Marimekko Chart Shows the Makeup of Healthcare in the US
What do you get when you cross a tree map and a bar chart (kind of)? A Marimekko chart, of course. The California HealthCare Foundation (CHCF) has used this uncommon chart type to visualize U.S. Healthcare data. It’s the first of its kind I’ve seen in an interactive format and it’s well designed and implemented with Raphael.js.
In case a verbal explanation is any clearer than the chart, the horizontal bars are made up of funding sources for types of healthcare. The vertical height of the bar is determined by the percentage of overall healthcare that segment represents.
Marimekko charts are, at their most basic, hard to understand. Perceptually we have a hard time digesting and comparing the relative widths and heights. It also shares a design flaw with stacked area charts in that any segment not on a baseline is very hard to interpret. John Peltier pointed out some flaws in his post “The Problem with Marimekkos” and added to a possible design fix proposed by Steven Few on Perceptual Edge. However, these are all problems for static Marimekko charts. The CHCF chart has some nice interactivity that goes a long way to explaining the meaning of each segment and how to read the chart.
The piece animates automatically when you come to the page. It can be tough to track the changes but you can roll it back at any point or step through the animation year by year. Jumping between decades gives you an idea of how things have shifted over time. Most importantly, hovering over any segment gives you the breakdown for its funding sources.
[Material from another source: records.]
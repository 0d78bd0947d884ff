//! Main entry point for the agentctl binary

use std::path::{Path, PathBuf};
use std::sync::Arc;
use std::time::Duration;

use clap::{Parser, Subcommand};

use agentctl::config;
use agentctl::error::{CliError, CliResult};
use agentctl::execenv::{self, ExecEnvArgs};
use agentctl::orchestrator::{
    shutdown_signal, ExecutionOrchestrator, ExecutionRequest, ExecutionTarget, OrchestratorConfig,
    QueueSelector,
};
use agentctl::services::daemon;
use agentctl::services::readiness::{
    ReadinessInfo, ReadinessListener, ReadinessSignaler, DEFAULT_READY_TIMEOUT, READY_ADDR_ENV,
};
use agentctl::services::supervisor::SupervisorConfig;
use agentctl::services::{ConsoleSink, LocalWorkerRunner, RealControlPlane, WorkerRunnerSettings};
use agentctl::traits::WorkerRunner;
use shared::{logging, ComponentId};

/// Drive agent and team executions on the control plane, locally or on the fleet
#[derive(Parser)]
#[command(name = "agentctl")]
#[command(about = "Execute agents and teams via the control plane, with local worker support")]
struct Args {
    /// Control plane base URL (falls back to environment configuration)
    #[arg(long, global = true)]
    control_plane_url: Option<String>,

    /// API key (falls back to AGENTCTL_API_KEY)
    #[arg(long, global = true)]
    api_key: Option<String>,

    /// Log level (trace, debug, info, warn, error)
    #[arg(long, global = true, default_value = "info")]
    log_level: String,

    #[command(subcommand)]
    command: Command,
}

#[derive(Subcommand)]
enum Command {
    /// Submit an execution and stream its output
    Exec {
        /// Agent ID to execute
        #[arg(long, conflicts_with = "team")]
        agent: Option<String>,

        /// Team ID to execute
        #[arg(long)]
        team: Option<String>,

        /// Prompt for the execution
        #[arg(long)]
        prompt: String,

        /// Target queue IDs (repeatable; more than one runs in parallel)
        #[arg(long = "queue")]
        queues: Vec<String>,

        /// Target queue names (repeatable; resolved against the queue listing)
        #[arg(long = "queue-name")]
        queue_names: Vec<String>,

        /// Run on this machine via an ephemeral local worker
        #[arg(long)]
        local: bool,

        /// Environment hosting the ephemeral queue (local mode)
        #[arg(long, default_value = "default")]
        environment: String,

        /// Worker runtime executable for local mode
        #[arg(long, default_value = "agent-worker")]
        runtime: PathBuf,

        /// Link to a parent execution for conversation continuation
        #[arg(long)]
        parent_execution: Option<String>,

        /// Working directory override for the worker
        #[arg(long)]
        working_dir: Option<String>,

        /// Extra environment variables (KEY=VALUE, repeatable)
        #[arg(long = "env")]
        env_vars: Vec<String>,

        /// Load environment variables from a file
        #[arg(long)]
        env_file: Option<PathBuf>,

        /// Secrets for the server to inject (repeatable)
        #[arg(long = "secret")]
        secrets: Vec<String>,

        /// Execution timeout in seconds
        #[arg(long)]
        timeout: Option<u64>,
    },

    /// Manage local workers
    Worker {
        #[command(subcommand)]
        command: WorkerCommand,
    },
}

#[derive(Subcommand)]
enum WorkerCommand {
    /// Start a worker for a queue
    Start {
        #[arg(long)]
        queue_id: String,

        /// Run in the background and return once the worker is ready
        #[arg(long)]
        daemon: bool,

        /// Worker runtime executable
        #[arg(long, default_value = "agent-worker")]
        runtime: PathBuf,
    },

    /// Stop a running daemonized worker
    Stop {
        #[arg(long)]
        queue_id: String,
    },

    /// Show the status of a daemonized worker
    Status {
        #[arg(long)]
        queue_id: String,
    },
}

#[tokio::main]
async fn main() -> anyhow::Result<()> {
    dotenv::dotenv().ok();
    let args = Args::parse();

    if matches!(args.command, Command::Worker { .. }) && config::is_daemon_child() {
        ComponentId::init_worker();
    } else {
        ComponentId::init_cli();
    }
    logging::init_tracing(Some(&args.log_level));

    let control_plane_url = config::resolve_control_plane_url(args.control_plane_url.as_deref());
    let api_key =
        config::resolve_api_key(args.api_key.as_deref()).ok_or_else(|| CliError::ConfigurationError {
            message: "no API key provided (set AGENTCTL_API_KEY or pass --api-key)".to_string(),
        })?;

    let client = controlplane::Client::new(&control_plane_url, api_key.clone())
        .map_err(CliError::from)?;
    let api = Arc::new(RealControlPlane::new(client));

    match args.command {
        Command::Exec {
            agent,
            team,
            prompt,
            queues,
            queue_names,
            local,
            environment,
            runtime,
            parent_execution,
            working_dir,
            env_vars,
            env_file,
            secrets,
            timeout,
        } => {
            let target = match (agent, team) {
                (Some(agent), None) => ExecutionTarget::Agent(agent),
                (None, Some(team)) => ExecutionTarget::Team(team),
                _ => {
                    return Err(CliError::ConfigurationError {
                        message: "exactly one of --agent or --team is required".to_string(),
                    }
                    .into())
                }
            };

            let environment_override = execenv::build_override(&ExecEnvArgs {
                env_vars,
                env_file,
                working_dir,
                secrets,
                timeout_seconds: timeout,
            })?;

            let request = ExecutionRequest {
                target,
                prompt,
                parent_execution_id: parent_execution,
                environment: environment_override,
            };

            let mut settings = WorkerRunnerSettings::new(
                runtime,
                api_key,
                control_plane_url,
                config::worker_root(),
            );
            settings.max_log_size = config::max_log_size();
            settings.supervisor = SupervisorConfig {
                single_execution: true,
                log_level: args.log_level.clone(),
                ..SupervisorConfig::default()
            };

            let runner = Arc::new(LocalWorkerRunner::new(api.clone(), settings));
            let sink = Arc::new(ConsoleSink);
            let orchestrator =
                ExecutionOrchestrator::new(api, sink, runner, OrchestratorConfig::new(environment));

            if local {
                orchestrator.execute_local(&request).await?;
            } else if !queues.is_empty() {
                orchestrator
                    .execute(&request, &QueueSelector::Ids(queues))
                    .await?;
            } else if !queue_names.is_empty() {
                orchestrator
                    .execute(&request, &QueueSelector::Names(queue_names))
                    .await?;
            } else {
                orchestrator.execute(&request, &QueueSelector::Auto).await?;
            }
        }

        Command::Worker { command } => match command {
            WorkerCommand::Start {
                queue_id,
                daemon,
                runtime,
            } => {
                run_worker_start(
                    api,
                    queue_id,
                    daemon,
                    runtime,
                    api_key,
                    control_plane_url,
                    args.log_level,
                )
                .await?;
            }
            WorkerCommand::Stop { queue_id } => {
                let pid_file = config::worker_root()
                    .join(&queue_id)
                    .join(daemon::PID_FILE_NAME);
                let info = daemon::stop_daemon(&pid_file, Duration::from_secs(30)).await?;
                println!(
                    "stopped worker for queue {} (was PID {})",
                    info.queue_id, info.pid
                );
            }
            WorkerCommand::Status { queue_id } => {
                let pid_file = config::worker_root()
                    .join(&queue_id)
                    .join(daemon::PID_FILE_NAME);
                let info = daemon::read_daemon_info(&pid_file)?;
                let state = if daemon::is_process_running(info.pid) {
                    "running"
                } else {
                    "not running"
                };
                println!(
                    "worker for queue {}: PID {} ({state}), log {}",
                    info.queue_id,
                    info.pid,
                    info.log_file.display()
                );
            }
        },
    }

    Ok(())
}

/// Foreground supervision, or the parent half of daemonization
async fn run_worker_start(
    api: Arc<RealControlPlane>,
    queue_id: String,
    daemon_mode: bool,
    runtime: PathBuf,
    api_key: String,
    control_plane_url: String,
    log_level: String,
) -> CliResult<()> {
    if daemon_mode && !config::is_daemon_child() {
        return daemonize(&queue_id, &runtime).await;
    }

    logging::log_startup(
        &ComponentId::current(),
        &format!("worker supervisor for queue {queue_id}"),
    );

    let mut settings = WorkerRunnerSettings::new(
        runtime,
        api_key,
        control_plane_url.clone(),
        config::worker_root(),
    );
    settings.max_log_size = config::max_log_size();
    settings.supervisor.log_level = log_level;

    let runner = LocalWorkerRunner::new(api, settings);

    // Report readiness to a waiting parent, if any
    let signaler = ReadinessSignaler::from_env();
    let info = ReadinessInfo {
        pid: std::process::id(),
        queue_id: queue_id.clone(),
        control_plane_url,
        worker_dir: config::worker_root().join(&queue_id),
        start_time: chrono::Utc::now(),
    };
    if let Err(e) = signaler.signal_ready(&info).await {
        eprintln!("warning: failed to signal readiness to parent: {e}");
    }

    let cancel = tokio_util::sync::CancellationToken::new();
    let watcher = {
        let cancel = cancel.clone();
        tokio::spawn(async move {
            shutdown_signal().await;
            cancel.cancel();
        })
    };

    let result = runner.run(&queue_id, cancel).await;
    watcher.abort();
    if result.is_ok() {
        logging::log_success(&ComponentId::current(), "worker supervisor stopped");
    }
    result
}

/// Re-execute ourselves detached and wait for the child's readiness report
async fn daemonize(queue_id: &str, runtime: &Path) -> CliResult<()> {
    let listener = ReadinessListener::bind().await?;
    let rendezvous = listener.rendezvous_addr();

    let exe = std::env::current_exe()?;
    let mut cmd = std::process::Command::new(exe);
    cmd.arg("worker")
        .arg("start")
        .arg("--queue-id")
        .arg(queue_id)
        .arg("--daemon")
        .arg("--runtime")
        .arg(runtime)
        .env(config::DAEMON_CHILD_ENV, "1")
        .env(READY_ADDR_ENV, rendezvous.to_string())
        .stdin(std::process::Stdio::null())
        .stdout(std::process::Stdio::null())
        .stderr(std::process::Stdio::null());
    #[cfg(unix)]
    {
        use std::os::unix::process::CommandExt;
        cmd.process_group(0);
    }

    let _child = cmd.spawn().map_err(|e| CliError::WorkerSpawnFailed {
        message: format!("failed to daemonize: {e}"),
    })?;

    let info = listener.wait_for_ready(DEFAULT_READY_TIMEOUT).await?;
    println!(
        "worker daemon started: PID {}, queue {}, logs at {}",
        info.pid,
        info.queue_id,
        info.worker_dir.join(daemon::LOG_FILE_NAME).display()
    );
    Ok(())
}
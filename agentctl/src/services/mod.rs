//! Service implementations
//!
//! The local supervision building blocks plus the production
//! implementations of the orchestrator's service traits.

pub mod controlplane;
pub mod daemon;
pub mod log_writer;
pub mod proxy;
pub mod queue_manager;
pub mod readiness;
pub mod sink;
pub mod supervisor;
pub mod worker_runner;

// Re-export the commonly used service types
pub use controlplane::RealControlPlane;
pub use log_writer::RotatingLogWriter;
pub use queue_manager::{EphemeralQueueManager, QueueManagerConfig};
pub use readiness::{ReadinessInfo, ReadinessListener, ReadinessSignaler};
pub use sink::ConsoleSink;
pub use supervisor::{ProcessSupervisor, SupervisorConfig, WorkerLaunchSpec};
pub use worker_runner::{LocalWorkerRunner, WorkerRunnerSettings};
Is having tooltips and seeing the Marimekko chart animate enough to make this chart type useful and readable? I’d argue it’s still in the realm meant for specialists to decipher it. It does, however, illustrate nicely how simple interactivity can start removing barriers to graphical literacy. Can we design interactions that actually teach the viewer how to read a particular chart? We assume people have a certain level of comfort reading charts and graphs but that may not be true. Laura Newman of SchoolofData.org returned from India with an enlightening anecdote:
… the more we travelled in India, the more it was reported to us that many (or even most) people find it difficult to interpret visually-represented data – even when this is displayed in relatively simple bar charts and line graphs. Learning how to decode visually represented information is a skill that needs to be developed like any other.
The CHCF data may not have been meant for an international audience but even within the Californian Government I’m sure there are plenty of people who’d be perplexed by this visualization type. This isn’t a piece meant for the broad audience of the New York Times but that’s no excuse for a lack of clarity. The way you choose to communicate anything, ideas, sentiments, data, makes all the difference.